Collected data entries:
============

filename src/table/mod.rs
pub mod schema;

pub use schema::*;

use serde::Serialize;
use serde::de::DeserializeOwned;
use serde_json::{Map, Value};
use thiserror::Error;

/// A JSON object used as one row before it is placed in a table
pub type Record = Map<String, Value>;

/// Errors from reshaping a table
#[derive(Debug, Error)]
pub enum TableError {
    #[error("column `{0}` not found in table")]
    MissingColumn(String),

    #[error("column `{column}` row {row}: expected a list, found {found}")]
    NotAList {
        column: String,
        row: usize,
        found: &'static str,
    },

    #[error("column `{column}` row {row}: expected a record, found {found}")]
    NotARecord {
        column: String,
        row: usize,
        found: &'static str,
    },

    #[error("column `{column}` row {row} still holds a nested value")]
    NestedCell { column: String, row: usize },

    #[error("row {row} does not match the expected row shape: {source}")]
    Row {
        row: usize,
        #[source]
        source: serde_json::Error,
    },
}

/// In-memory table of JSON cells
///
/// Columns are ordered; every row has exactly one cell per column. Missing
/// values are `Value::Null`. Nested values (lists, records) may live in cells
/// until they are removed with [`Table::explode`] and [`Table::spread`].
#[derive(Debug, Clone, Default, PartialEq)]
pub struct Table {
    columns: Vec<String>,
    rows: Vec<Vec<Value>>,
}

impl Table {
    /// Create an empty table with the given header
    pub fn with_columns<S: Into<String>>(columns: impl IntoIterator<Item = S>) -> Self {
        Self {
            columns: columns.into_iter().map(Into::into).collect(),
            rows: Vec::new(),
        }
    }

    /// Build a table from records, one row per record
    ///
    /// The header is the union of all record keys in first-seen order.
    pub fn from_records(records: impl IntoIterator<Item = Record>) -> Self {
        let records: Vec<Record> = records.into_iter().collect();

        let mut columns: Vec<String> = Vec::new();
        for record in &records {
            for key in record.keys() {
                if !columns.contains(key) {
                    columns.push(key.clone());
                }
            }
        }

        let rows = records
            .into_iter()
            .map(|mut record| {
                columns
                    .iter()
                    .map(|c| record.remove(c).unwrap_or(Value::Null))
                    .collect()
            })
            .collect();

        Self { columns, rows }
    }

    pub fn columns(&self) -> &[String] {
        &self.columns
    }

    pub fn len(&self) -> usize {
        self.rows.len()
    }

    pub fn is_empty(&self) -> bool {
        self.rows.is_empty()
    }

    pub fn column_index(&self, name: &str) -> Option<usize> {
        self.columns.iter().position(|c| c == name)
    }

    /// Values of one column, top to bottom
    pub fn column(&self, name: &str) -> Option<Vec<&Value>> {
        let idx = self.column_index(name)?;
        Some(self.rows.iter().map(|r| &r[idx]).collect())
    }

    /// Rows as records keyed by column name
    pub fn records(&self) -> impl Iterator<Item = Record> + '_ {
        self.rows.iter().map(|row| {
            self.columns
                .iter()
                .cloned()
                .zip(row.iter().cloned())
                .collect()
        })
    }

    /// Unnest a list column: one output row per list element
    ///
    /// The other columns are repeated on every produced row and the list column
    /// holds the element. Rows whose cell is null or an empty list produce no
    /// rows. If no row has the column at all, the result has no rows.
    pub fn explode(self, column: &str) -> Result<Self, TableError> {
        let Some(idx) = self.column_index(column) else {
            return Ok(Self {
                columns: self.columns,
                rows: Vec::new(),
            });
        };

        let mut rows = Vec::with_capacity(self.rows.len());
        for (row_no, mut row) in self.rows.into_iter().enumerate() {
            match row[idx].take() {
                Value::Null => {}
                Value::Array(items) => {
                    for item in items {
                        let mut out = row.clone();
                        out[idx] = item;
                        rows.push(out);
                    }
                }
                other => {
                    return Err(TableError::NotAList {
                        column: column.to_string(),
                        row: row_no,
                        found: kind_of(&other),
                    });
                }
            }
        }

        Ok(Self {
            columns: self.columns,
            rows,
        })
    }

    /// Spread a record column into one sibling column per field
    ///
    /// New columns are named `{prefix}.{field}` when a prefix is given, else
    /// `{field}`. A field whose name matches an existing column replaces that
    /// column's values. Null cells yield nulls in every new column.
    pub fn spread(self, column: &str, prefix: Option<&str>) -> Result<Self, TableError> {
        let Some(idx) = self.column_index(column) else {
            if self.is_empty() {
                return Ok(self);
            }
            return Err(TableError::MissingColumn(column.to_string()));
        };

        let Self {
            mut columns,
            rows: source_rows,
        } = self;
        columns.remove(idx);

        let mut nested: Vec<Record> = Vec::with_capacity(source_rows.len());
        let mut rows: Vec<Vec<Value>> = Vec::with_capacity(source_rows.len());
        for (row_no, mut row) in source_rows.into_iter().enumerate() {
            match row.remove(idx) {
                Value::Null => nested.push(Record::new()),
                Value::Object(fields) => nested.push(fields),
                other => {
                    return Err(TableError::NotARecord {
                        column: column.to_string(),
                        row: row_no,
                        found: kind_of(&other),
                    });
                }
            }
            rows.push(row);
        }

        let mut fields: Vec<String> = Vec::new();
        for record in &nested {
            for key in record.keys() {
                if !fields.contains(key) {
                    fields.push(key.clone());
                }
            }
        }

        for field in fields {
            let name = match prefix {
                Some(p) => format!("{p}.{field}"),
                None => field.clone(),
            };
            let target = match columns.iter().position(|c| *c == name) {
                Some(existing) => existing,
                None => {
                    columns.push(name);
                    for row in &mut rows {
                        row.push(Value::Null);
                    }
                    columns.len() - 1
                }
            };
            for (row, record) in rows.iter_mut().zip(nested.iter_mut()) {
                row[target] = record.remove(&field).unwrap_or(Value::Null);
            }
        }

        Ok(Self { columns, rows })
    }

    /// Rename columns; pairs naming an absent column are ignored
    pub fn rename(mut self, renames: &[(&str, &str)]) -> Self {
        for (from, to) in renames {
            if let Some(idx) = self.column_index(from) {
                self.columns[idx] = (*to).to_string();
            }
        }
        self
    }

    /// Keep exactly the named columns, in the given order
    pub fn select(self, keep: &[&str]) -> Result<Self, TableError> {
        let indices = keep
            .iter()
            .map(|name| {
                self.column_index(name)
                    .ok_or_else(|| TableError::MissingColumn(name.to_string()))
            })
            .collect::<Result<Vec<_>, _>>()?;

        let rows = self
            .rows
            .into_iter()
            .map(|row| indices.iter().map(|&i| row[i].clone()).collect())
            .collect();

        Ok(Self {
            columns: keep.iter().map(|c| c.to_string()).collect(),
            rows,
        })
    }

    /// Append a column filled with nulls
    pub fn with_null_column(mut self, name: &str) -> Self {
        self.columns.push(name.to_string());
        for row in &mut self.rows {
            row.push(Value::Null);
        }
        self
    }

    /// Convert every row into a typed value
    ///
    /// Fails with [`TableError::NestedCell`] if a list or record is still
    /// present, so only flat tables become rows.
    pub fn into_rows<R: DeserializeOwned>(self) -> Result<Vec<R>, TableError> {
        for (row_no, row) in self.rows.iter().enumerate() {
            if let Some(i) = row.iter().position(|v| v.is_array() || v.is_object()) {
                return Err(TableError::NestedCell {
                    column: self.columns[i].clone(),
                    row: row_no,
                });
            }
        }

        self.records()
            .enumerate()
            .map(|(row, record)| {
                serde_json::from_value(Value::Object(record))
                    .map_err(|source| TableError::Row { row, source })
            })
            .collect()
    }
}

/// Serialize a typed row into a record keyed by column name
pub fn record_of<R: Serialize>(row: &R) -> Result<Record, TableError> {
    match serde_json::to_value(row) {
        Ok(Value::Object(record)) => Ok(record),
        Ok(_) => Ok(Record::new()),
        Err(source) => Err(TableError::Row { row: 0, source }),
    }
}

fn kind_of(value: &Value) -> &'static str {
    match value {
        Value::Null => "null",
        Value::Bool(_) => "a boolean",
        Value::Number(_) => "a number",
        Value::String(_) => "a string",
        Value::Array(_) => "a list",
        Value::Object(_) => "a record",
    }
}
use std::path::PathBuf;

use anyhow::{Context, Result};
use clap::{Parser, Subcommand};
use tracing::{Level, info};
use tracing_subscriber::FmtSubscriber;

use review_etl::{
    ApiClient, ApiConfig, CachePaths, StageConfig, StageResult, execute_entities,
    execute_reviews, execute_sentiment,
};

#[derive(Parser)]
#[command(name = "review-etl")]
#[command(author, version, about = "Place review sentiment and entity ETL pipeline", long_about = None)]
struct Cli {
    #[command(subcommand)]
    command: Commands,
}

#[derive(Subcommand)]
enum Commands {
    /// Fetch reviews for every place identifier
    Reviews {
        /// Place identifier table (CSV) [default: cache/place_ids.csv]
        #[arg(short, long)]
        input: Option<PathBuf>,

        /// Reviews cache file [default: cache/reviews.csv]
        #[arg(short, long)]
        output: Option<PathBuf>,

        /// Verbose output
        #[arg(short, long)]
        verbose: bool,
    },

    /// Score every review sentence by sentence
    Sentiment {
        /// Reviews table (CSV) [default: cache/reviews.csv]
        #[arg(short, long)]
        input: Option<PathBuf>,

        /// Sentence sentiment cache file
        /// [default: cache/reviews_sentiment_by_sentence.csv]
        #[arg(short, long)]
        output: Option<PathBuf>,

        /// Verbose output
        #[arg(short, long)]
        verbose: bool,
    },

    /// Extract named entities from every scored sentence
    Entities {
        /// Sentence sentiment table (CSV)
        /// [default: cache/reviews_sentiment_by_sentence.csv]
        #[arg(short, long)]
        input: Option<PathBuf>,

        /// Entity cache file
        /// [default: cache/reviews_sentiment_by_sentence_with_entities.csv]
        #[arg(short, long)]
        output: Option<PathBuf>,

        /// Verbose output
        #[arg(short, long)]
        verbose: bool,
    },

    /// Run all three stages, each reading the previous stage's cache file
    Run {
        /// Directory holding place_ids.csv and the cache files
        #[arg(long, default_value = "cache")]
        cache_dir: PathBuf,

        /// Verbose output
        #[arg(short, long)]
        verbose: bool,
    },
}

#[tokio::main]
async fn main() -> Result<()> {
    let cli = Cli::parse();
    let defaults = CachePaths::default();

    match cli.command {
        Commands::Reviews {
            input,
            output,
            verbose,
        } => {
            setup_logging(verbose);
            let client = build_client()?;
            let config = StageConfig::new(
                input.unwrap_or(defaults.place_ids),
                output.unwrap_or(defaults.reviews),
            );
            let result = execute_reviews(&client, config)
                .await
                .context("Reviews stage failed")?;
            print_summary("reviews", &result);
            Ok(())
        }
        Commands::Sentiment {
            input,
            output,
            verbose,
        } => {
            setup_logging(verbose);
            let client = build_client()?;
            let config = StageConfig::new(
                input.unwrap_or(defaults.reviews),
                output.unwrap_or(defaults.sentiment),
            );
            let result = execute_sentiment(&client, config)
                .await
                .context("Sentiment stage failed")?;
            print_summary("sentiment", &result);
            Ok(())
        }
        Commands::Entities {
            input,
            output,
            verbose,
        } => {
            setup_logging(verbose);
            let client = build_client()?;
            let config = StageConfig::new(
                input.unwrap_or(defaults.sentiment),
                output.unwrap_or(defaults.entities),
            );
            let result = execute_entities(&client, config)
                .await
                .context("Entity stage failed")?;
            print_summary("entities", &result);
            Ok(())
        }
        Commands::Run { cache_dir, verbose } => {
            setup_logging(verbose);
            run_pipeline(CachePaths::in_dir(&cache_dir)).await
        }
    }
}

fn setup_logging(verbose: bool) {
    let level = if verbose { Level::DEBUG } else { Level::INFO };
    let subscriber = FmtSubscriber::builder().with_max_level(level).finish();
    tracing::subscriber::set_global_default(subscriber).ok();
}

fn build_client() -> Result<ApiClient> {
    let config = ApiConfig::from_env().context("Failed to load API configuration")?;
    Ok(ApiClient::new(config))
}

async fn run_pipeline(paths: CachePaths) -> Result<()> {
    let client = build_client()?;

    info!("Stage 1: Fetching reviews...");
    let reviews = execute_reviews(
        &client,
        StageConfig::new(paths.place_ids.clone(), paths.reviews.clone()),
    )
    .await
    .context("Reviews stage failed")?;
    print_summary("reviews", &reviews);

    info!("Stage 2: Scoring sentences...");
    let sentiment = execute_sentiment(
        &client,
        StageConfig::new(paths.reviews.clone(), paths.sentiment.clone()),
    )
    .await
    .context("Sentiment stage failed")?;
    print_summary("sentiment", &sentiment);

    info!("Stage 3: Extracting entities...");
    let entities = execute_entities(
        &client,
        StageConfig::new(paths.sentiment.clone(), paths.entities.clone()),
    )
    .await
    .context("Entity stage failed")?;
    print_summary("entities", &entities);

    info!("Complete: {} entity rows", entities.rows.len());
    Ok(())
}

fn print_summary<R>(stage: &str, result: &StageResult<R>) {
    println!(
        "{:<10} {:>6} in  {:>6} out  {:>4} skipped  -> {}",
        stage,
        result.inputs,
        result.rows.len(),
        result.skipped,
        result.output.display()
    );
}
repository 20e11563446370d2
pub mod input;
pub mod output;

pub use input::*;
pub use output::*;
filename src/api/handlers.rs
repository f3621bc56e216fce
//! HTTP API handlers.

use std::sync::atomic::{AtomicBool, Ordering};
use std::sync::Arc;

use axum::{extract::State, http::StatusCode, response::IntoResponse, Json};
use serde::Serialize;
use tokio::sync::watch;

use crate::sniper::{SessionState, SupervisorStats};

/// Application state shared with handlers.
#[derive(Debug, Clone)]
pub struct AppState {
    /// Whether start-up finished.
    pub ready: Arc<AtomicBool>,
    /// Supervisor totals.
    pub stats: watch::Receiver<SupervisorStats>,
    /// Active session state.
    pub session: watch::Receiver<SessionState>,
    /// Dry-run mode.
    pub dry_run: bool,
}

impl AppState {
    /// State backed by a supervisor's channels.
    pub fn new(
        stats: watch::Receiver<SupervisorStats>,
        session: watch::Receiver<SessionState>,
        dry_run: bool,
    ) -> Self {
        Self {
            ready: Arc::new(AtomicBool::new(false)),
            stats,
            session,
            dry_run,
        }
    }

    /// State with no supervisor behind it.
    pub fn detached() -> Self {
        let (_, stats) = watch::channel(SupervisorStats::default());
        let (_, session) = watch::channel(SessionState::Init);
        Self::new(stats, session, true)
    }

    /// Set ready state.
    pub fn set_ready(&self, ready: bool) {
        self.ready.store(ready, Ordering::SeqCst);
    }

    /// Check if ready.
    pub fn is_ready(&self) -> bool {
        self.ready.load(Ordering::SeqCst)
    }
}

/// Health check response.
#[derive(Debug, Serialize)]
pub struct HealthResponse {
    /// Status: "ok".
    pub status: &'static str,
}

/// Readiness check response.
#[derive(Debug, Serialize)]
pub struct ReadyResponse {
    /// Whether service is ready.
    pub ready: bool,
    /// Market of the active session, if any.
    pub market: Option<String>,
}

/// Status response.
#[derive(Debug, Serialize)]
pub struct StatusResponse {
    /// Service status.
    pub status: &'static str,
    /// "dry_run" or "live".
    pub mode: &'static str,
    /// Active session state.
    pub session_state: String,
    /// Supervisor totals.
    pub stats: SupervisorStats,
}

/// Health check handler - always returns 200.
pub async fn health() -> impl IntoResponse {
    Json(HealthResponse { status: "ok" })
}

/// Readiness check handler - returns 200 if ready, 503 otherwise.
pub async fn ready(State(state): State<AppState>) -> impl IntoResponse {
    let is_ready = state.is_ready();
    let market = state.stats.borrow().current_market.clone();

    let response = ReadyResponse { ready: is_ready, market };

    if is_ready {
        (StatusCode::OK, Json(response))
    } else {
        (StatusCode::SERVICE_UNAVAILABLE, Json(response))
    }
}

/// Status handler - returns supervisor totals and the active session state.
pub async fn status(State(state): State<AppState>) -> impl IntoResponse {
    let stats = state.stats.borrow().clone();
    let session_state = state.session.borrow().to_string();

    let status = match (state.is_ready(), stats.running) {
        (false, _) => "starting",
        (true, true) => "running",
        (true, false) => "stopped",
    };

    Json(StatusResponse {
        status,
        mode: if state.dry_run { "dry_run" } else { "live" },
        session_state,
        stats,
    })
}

============

WHAT YOU NEED TO DO: Using the records above, find and show each line with the string "returns".

REPLY TO THE EXERCISE:
/// Health check handler - always returns 200.
/// Readiness check handler - returns 200 if ready, 503 otherwise.
/// Status handler - returns supervisor totals and the active session state.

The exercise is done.